The Cloud Native Computing Foundation (CNCF) is home to many of the most important modern open source projects, including Kubernetes. Today, the CNCF’s Technical Oversight Committee announced that it has now also accepted Knative as a CNCF incubating project.

“Knative is a powerful technology that is well integrated with the cloud native ecosystem, making it easier to run serverless containers on Kubernetes,” said CNCF CTO Chris Aniszczyk. “We think the project will benefit greatly from an open governance model under the foundation, allowing it to grow even more by reaching new contributors and end users. We look forward to working with the Knative community and welcome the team’s contribution.”

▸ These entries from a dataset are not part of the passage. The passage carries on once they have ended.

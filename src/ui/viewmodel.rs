//! View model types representing renderable UI state.
//!
//! This module defines immutable view models computed from application state.
//! View models are optimized for rendering and contain pre-computed display
//! information like query match highlight ranges; they carry no business
//! logic.
//!
//! # Architecture
//!
//! View models are created via `AppState::compute_viewmodel()` and consumed by
//! the renderer. The [`ContactCard`] is the pure contact-to-card mapping of
//! the directory: one contact record in, one renderable card out, no state and
//! no error conditions.

use crate::app::modes::FormField;
use crate::domain::Contact;

/// Complete UI view model for rendering.
///
/// Contains all display information needed to render the plugin UI: the cards
/// of the current page window, header and results line, pagination info, and
/// the optional search bar, form panel, and empty state.
#[derive(Debug, Clone)]
pub struct UiViewModel {
    /// Header information (title with contact count).
    pub header: HeaderInfo,

    /// Results line shown under the header.
    pub results: ResultsInfo,

    /// Contact cards for the current page window.
    pub cards: Vec<ContactCard>,

    /// Pagination state for the pagination bar.
    pub pagination: PaginationInfo,

    /// Search bar information (when in search mode).
    pub search_bar: Option<SearchBarInfo>,

    /// Add-contact form panel (when in form mode).
    pub form_panel: Option<FormPanelInfo>,

    /// Empty state message (when the page window has nothing to show).
    pub empty_state: Option<EmptyState>,

    /// Footer information (keybinding hints).
    pub footer: FooterInfo,
}

/// Display information for a single contact card.
///
/// Represents one card in the directory list. Highlight ranges are attached
/// by the state layer while a search query is active; the card mapping itself
/// is pure.
#[derive(Debug, Clone, PartialEq, Eq)]
pub struct ContactCard {
    /// Avatar glyph for the card's avatar slot.
    pub avatar_glyph: String,

    /// Contact display name.
    pub name: String,

    /// Contact phone number.
    pub phone: String,

    /// Contact email address.
    pub email: String,

    /// Character ranges of query matches in the name.
    ///
    /// Each tuple is `(start, end)` in character indices, exclusive end.
    pub name_highlights: Vec<(usize, usize)>,

    /// Character ranges of query matches in the phone number.
    pub phone_highlights: Vec<(usize, usize)>,
}

impl ContactCard {
    /// Maps one contact record to its card.
    ///
    /// This is the directory's pure presentation mapping: the avatar code
    /// selects one of the five fixed glyphs, and name, phone, and email pass
    /// through as static text. No state, no side effects.
    ///
    /// # Examples
    ///
    /// ```
    /// use zontacts::domain::{AvatarCode, Contact};
    /// use zontacts::ui::viewmodel::ContactCard;
    ///
    /// let contact = Contact {
    ///     id: 1,
    ///     name: "Jo Smith".to_string(),
    ///     phone: "555-1234".to_string(),
    ///     email: "jo@x.com".to_string(),
    ///     avatar: AvatarCode::Female,
    /// };
    ///
    /// let card = ContactCard::from_contact(&contact);
    /// assert_eq!(card.avatar_glyph, "( F )");
    /// assert_eq!(card.name, "Jo Smith");
    /// ```
    #[must_use]
    pub fn from_contact(contact: &Contact) -> Self {
        Self {
            avatar_glyph: contact.avatar.glyph().to_string(),
            name: contact.name.clone(),
            phone: contact.phone.clone(),
            email: contact.email.clone(),
            name_highlights: vec![],
            phone_highlights: vec![],
        }
    }
}

/// Header display information.
#[derive(Debug, Clone)]
pub struct HeaderInfo {
    /// Title text to display in the header.
    pub title: String,
}

/// Results line display information.
///
/// The line under the header showing how many contacts the current page
/// displays, with loading and fetch-error suffixes when applicable.
#[derive(Debug, Clone)]
pub struct ResultsInfo {
    /// Formatted results line (e.g. `"Showing 5 results (loading...)"`).
    pub line: String,

    /// Whether the line carries a fetch error (rendered in the error color).
    pub is_error: bool,
}

/// Pagination bar display information.
#[derive(Debug, Clone, PartialEq, Eq)]
pub struct PaginationInfo {
    /// Current page, 1-based.
    pub current_page: usize,

    /// Total number of pages, at least 1.
    pub page_count: usize,

    /// Current page size.
    pub items_per_page: usize,

    /// Whether a previous page exists.
    pub has_prev: bool,

    /// Whether a next page exists.
    pub has_next: bool,
}

/// Search bar display information.
#[derive(Debug, Clone)]
pub struct SearchBarInfo {
    /// Current search query text.
    pub query: String,
}

/// Add-contact form panel display information.
///
/// Snapshot of the form buffers, focus, avatar selection, and inline
/// validation messages for the form renderer.
#[derive(Debug, Clone)]
pub struct FormPanelInfo {
    /// Name field buffer.
    pub name: String,

    /// Phone field buffer.
    pub phone: String,

    /// Email field buffer.
    pub email: String,

    /// Glyph of the currently selected avatar.
    pub avatar_glyph: String,

    /// Label of the currently selected avatar.
    pub avatar_label: String,

    /// Currently focused field.
    pub focused: FormField,

    /// Inline validation message for the name field, if any.
    pub name_error: Option<String>,

    /// Inline validation message for the phone field, if any.
    pub phone_error: Option<String>,

    /// Inline validation message for the email field, if any.
    pub email_error: Option<String>,
}

/// Empty state message display information.
///
/// Shown when the page window has no cards (empty directory or a query with
/// no matches).
#[derive(Debug, Clone)]
pub struct EmptyState {
    /// Primary message (e.g. "No matching contacts").
    pub message: String,

    /// Secondary explanatory text.
    pub subtitle: String,
}

/// Footer display information.
#[derive(Debug, Clone)]
pub struct FooterInfo {
    /// Keybinding help text for the current input mode.
    pub keybindings: String,
}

Knative (pronounced kay-nay-tiv) was created by Google in 2018, but since then, a number of other industry heavyweights including IBM, Red Hat, VMware, TriggerMesh and SAP also worked on it. The idea behind the project is to make it easier for its users to build, deploy and manage serverless and event-driven applications on top of Kubernetes. That’s very much where a lot of enterprises are currently going, too,  when they develop new applications or modernize existing ones as part of their digital transformation projects. And despite Knative still being a very young project, Bloomberg, Alibaba Cloud, Bloomberg, IBM and VMware already use it in production, while Google uses Knative to power Google Cloud’s serverless computing platform.

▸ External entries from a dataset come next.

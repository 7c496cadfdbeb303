//! Input mode state types for the application.
//!
//! This module defines the state machine enums that control how user input is
//! interpreted. These types determine which keybindings are active, where
//! typed characters go, and which panels the UI renders.
//!
//! # State Machine
//!
//! The application operates in one of three primary input modes:
//! - **Normal**: Default browsing mode (paging, search entry, form entry)
//! - **Search**: Active search with typing or result navigation focus
//! - **Form**: Add-contact form with one focused field
//!
//! # Example
//!
//! ```rust
//! use zontacts::app::modes::{FormField, InputMode, SearchFocus};
//!
//! let searching = InputMode::Search(SearchFocus::Typing);
//! let filling = InputMode::Form(FormField::Name);
//! assert_ne!(searching, filling);
//! ```

/// Focus state within search mode.
///
/// Determines whether search input is being typed or the filtered results are
/// being paged through while the query stays applied.
#[derive(Debug, Clone, Copy, PartialEq, Eq)]
pub enum SearchFocus {
    /// User is typing in the search input field.
    ///
    /// Accepts character input, backspace, and enter (to switch to Navigating).
    Typing,

    /// User is paging through filtered results with the query applied.
    ///
    /// Accepts n/p for paging, enter or / to return to Typing.
    Navigating,
}

/// One field of the add-contact form.
///
/// Tracks which field currently receives typed input. The avatar field has no
/// text buffer; it cycles through the avatar codes instead.
#[derive(Debug, Clone, Copy, PartialEq, Eq)]
pub enum FormField {
    /// Contact name input.
    Name,
    /// Phone number input.
    Phone,
    /// Email address input.
    Email,
    /// Avatar selector (cycles, no text input).
    Avatar,
}

impl FormField {
    /// Returns the next field in tab order, wrapping from avatar back to name.
    #[must_use]
    pub const fn next(self) -> Self {
        match self {
            Self::Name => Self::Phone,
            Self::Phone => Self::Email,
            Self::Email => Self::Avatar,
            Self::Avatar => Self::Name,
        }
    }

    /// Returns the previous field in tab order, wrapping from name to avatar.
    #[must_use]
    pub const fn prev(self) -> Self {
        match self {
            Self::Name => Self::Avatar,
            Self::Phone => Self::Name,
            Self::Email => Self::Phone,
            Self::Avatar => Self::Email,
        }
    }
}

/// Current input handling mode.
///
/// Controls which keybindings are active, how typed characters are routed,
/// and which panels are rendered (search bar, form panel).
#[derive(Debug, Clone, Copy, PartialEq, Eq)]
pub enum InputMode {
    /// Default browsing mode.
    ///
    /// Available keybindings: n/p (page), i (items per page), / (search),
    /// a (add contact), q (quit).
    Normal,

    /// Active search mode with focus state.
    ///
    /// Contains a [`SearchFocus`] variant indicating whether the user is
    /// typing the query or paging through the filtered results.
    Search(SearchFocus),

    /// Add-contact form mode with the currently focused field.
    ///
    /// Typed characters go to the focused field's buffer; tab moves between
    /// fields; enter submits the form.
    Form(FormField),
}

The project hit its version 1.0 milestone last November and shortly after, Google announced that it had submitted the project to the CNCF for consideration. Now that this process is complete, Google will donate the Knative trademark, IP and code to the CNCF.

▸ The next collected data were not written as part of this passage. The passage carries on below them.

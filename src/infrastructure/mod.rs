//! Infrastructure layer for filesystem and environment interactions.
//!
//! This module provides utilities for working with the Zellij plugin sandbox
//! environment, particularly path handling where the host filesystem is mounted
//! under `/host`.

pub mod paths;

pub use paths::get_data_dir;
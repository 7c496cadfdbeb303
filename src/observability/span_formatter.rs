//! OTLP JSON span formatter.
//!
//! Converts OpenTelemetry span data into OTLP (OpenTelemetry Protocol) JSON
//! format for file export, compatible with OTLP trace collectors and analysis
//! tools.

use opentelemetry_sdk::export::trace::SpanData;
use opentelemetry_sdk::resource::Resource;
use serde_json::Value as JsonValue;

/// OTLP JSON span formatter.
///
/// Formats batches of spans into complete OTLP JSON documents with resource
/// attributes, scope information, and span details.
pub struct SpanFormatter {
    /// OpenTelemetry resource metadata (service name, etc.).
    resource: Resource,
}

impl SpanFormatter {
    pub const fn new(resource: Resource) -> Self {
        Self { resource }
    }

    /// Formats a batch of spans as an OTLP JSON document.
    ///
    /// The result is a complete OTLP structure:
    ///
    /// ```json
    /// {
    ///   "resourceSpans": [{
    ///     "resource": {
    ///       "attributes": [{"key": "service.name", "value": {"stringValue": "Zontacts"}}]
    ///     },
    ///     "scopeSpans": [{
    ///       "scope": {"name": "Zontacts"},
    ///       "spans": [...]
    ///     }]
    ///   }]
    /// }
    /// ```
    ///
    /// Serialize the returned `JsonValue` with `.to_string()` to get one
    /// line of output.
    pub fn format_batch(&self, batch: &[SpanData]) -> JsonValue {
        let resource_attrs: Vec<JsonValue> = self
            .resource
            .iter()
            .map(|(k, v)| {
                let value = Self::format_attribute_value(v);
                serde_json::json!({
                    "key": k.to_string(),
                    "value": value
                })
            })
            .collect();

        let spans_json: Vec<JsonValue> = batch.iter().map(Self::format_span).collect();

        serde_json::json!({
            "resourceSpans": [{
                "resource": {
                    "attributes": resource_attrs
                },
                "scopeSpans": [{
                    "scope": {
                        "name": "Zontacts",
                    },
                    "spans": spans_json
                }]
            }]
        })
    }

    /// Formats a single span as OTLP JSON.
    ///
    /// IDs are hex strings (trace ID: 32 chars, span ID: 16 chars),
    /// timestamps are nanoseconds since the Unix epoch, and the status code
    /// is an integer (0=unset, 1=ok, 2=error).
    fn format_span(span: &SpanData) -> JsonValue {
        let kind = Self::span_kind_to_int(&span.span_kind);
        let attributes = Self::format_attributes(&span.attributes);
        let events = Self::format_events(&span.events);
        let links = Self::format_links(&span.links);
        let (status_code, status_message) = Self::format_status(&span.status);

        serde_json::json!({
            "traceId": format!("{:032x}", span.span_context.trace_id()),
            "spanId": format!("{:016x}", span.span_context.span_id()),
            "parentSpanId": if span.parent_span_id == opentelemetry::trace::SpanId::INVALID {
                String::new()
            } else {
                format!("{:016x}", span.parent_span_id)
            },
            "name": span.name,
            "kind": kind,
            "startTimeUnixNano": format!("{}", span.start_time.duration_since(std::time::SystemTime::UNIX_EPOCH).unwrap_or(std::time::Duration::from_secs(0)).as_nanos()),
            "endTimeUnixNano": format!("{}", span.end_time.duration_since(std::time::SystemTime::UNIX_EPOCH).unwrap_or(std::time::Duration::from_secs(0)).as_nanos()),
            "attributes": attributes,
            "events": events,
            "links": links,
            "status": {
                "code": status_code,
                "message": status_message,
            },
        })
    }

    /// Converts span kind to the OTLP integer code.
    const fn span_kind_to_int(kind: &opentelemetry::trace::SpanKind) -> u8 {
        match kind {
            opentelemetry::trace::SpanKind::Internal => 1,
            opentelemetry::trace::SpanKind::Server => 2,
            opentelemetry::trace::SpanKind::Client => 3,
            opentelemetry::trace::SpanKind::Producer => 4,
            opentelemetry::trace::SpanKind::Consumer => 5,
        }
    }

    /// Formats span attributes as `{"key": "...", "value": {...}}` objects.
    fn format_attributes(attributes: &[opentelemetry::KeyValue]) -> Vec<JsonValue> {
        attributes
            .iter()
            .map(|kv| {
                let value = Self::format_attribute_value(&kv.value);
                serde_json::json!({
                    "key": kv.key.to_string(),
                    "value": value
                })
            })
            .collect()
    }

    /// Maps an OpenTelemetry value to the matching OTLP value type.
    ///
    /// Arrays fall back to their debug representation as a string value.
    fn format_attribute_value(value: &opentelemetry::Value) -> JsonValue {
        use opentelemetry::Value;

        match value {
            Value::Bool(b) => serde_json::json!({ "boolValue": b }),
            Value::I64(i) => serde_json::json!({ "intValue": i.to_string() }),
            Value::F64(f) => serde_json::json!({ "doubleValue": f }),
            Value::String(s) => serde_json::json!({ "stringValue": s.to_string() }),
            Value::Array(_arr) => {
                serde_json::json!({ "stringValue": format!("{:?}", value) })
            }
        }
    }

    /// Formats span events with timestamp, name, and attributes.
    fn format_events(events: &[opentelemetry::trace::Event]) -> Vec<JsonValue> {
        events
            .iter()
            .map(|event| {
                let event_attrs = Self::format_attributes(&event.attributes);

                serde_json::json!({
                    "timeUnixNano": format!("{}", event.timestamp.duration_since(std::time::SystemTime::UNIX_EPOCH).unwrap_or(std::time::Duration::from_secs(0)).as_nanos()),
                    "name": event.name,
                    "attributes": event_attrs,
                })
            })
            .collect()
    }

    /// Formats span links with trace ID, span ID, and attributes.
    fn format_links(links: &[opentelemetry::trace::Link]) -> Vec<JsonValue> {
        links
            .iter()
            .map(|link| {
                let link_attrs = Self::format_attributes(&link.attributes);

                serde_json::json!({
                    "traceId": format!("{:032x}", link.span_context.trace_id()),
                    "spanId": format!("{:016x}", link.span_context.span_id()),
                    "attributes": link_attrs,
                })
            })
            .collect()
    }

    /// Formats span status as an OTLP `(code, message)` pair.
    fn format_status(status: &opentelemetry::trace::Status) -> (u8, String) {
        match status {
            opentelemetry::trace::Status::Unset => (0, String::new()),
            opentelemetry::trace::Status::Ok => (1, String::new()),
            opentelemetry::trace::Status::Error { description } => (2, description.to_string()),
        }
    }
}

impl std::fmt::Debug for SpanFormatter {
    fn fmt(&self, f: &mut std::fmt::Formatter<'_>) -> std::fmt::Result {
        f.debug_struct("SpanFormatter").finish()
    }
}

“Following the recent achievement of reaching stability with Knative 1.0, we believe that donating the project to a vendor-neutral home is the next step in enabling the project to grow and the community to govern itself,” said Carlos Santana, Knative Steering Committee and DOCS-UX Lead. “We believe that the CNCF is that vendor-neutral foundation and hope that Knative’s acceptance will encourage additional companies to adopt, contribute to and evangelize the project. It will also bring the Knative community closer to other cloud native projects in the ecosystem — including all the projects it builds on — helping to establish a virtuous cycle of feedback and features.”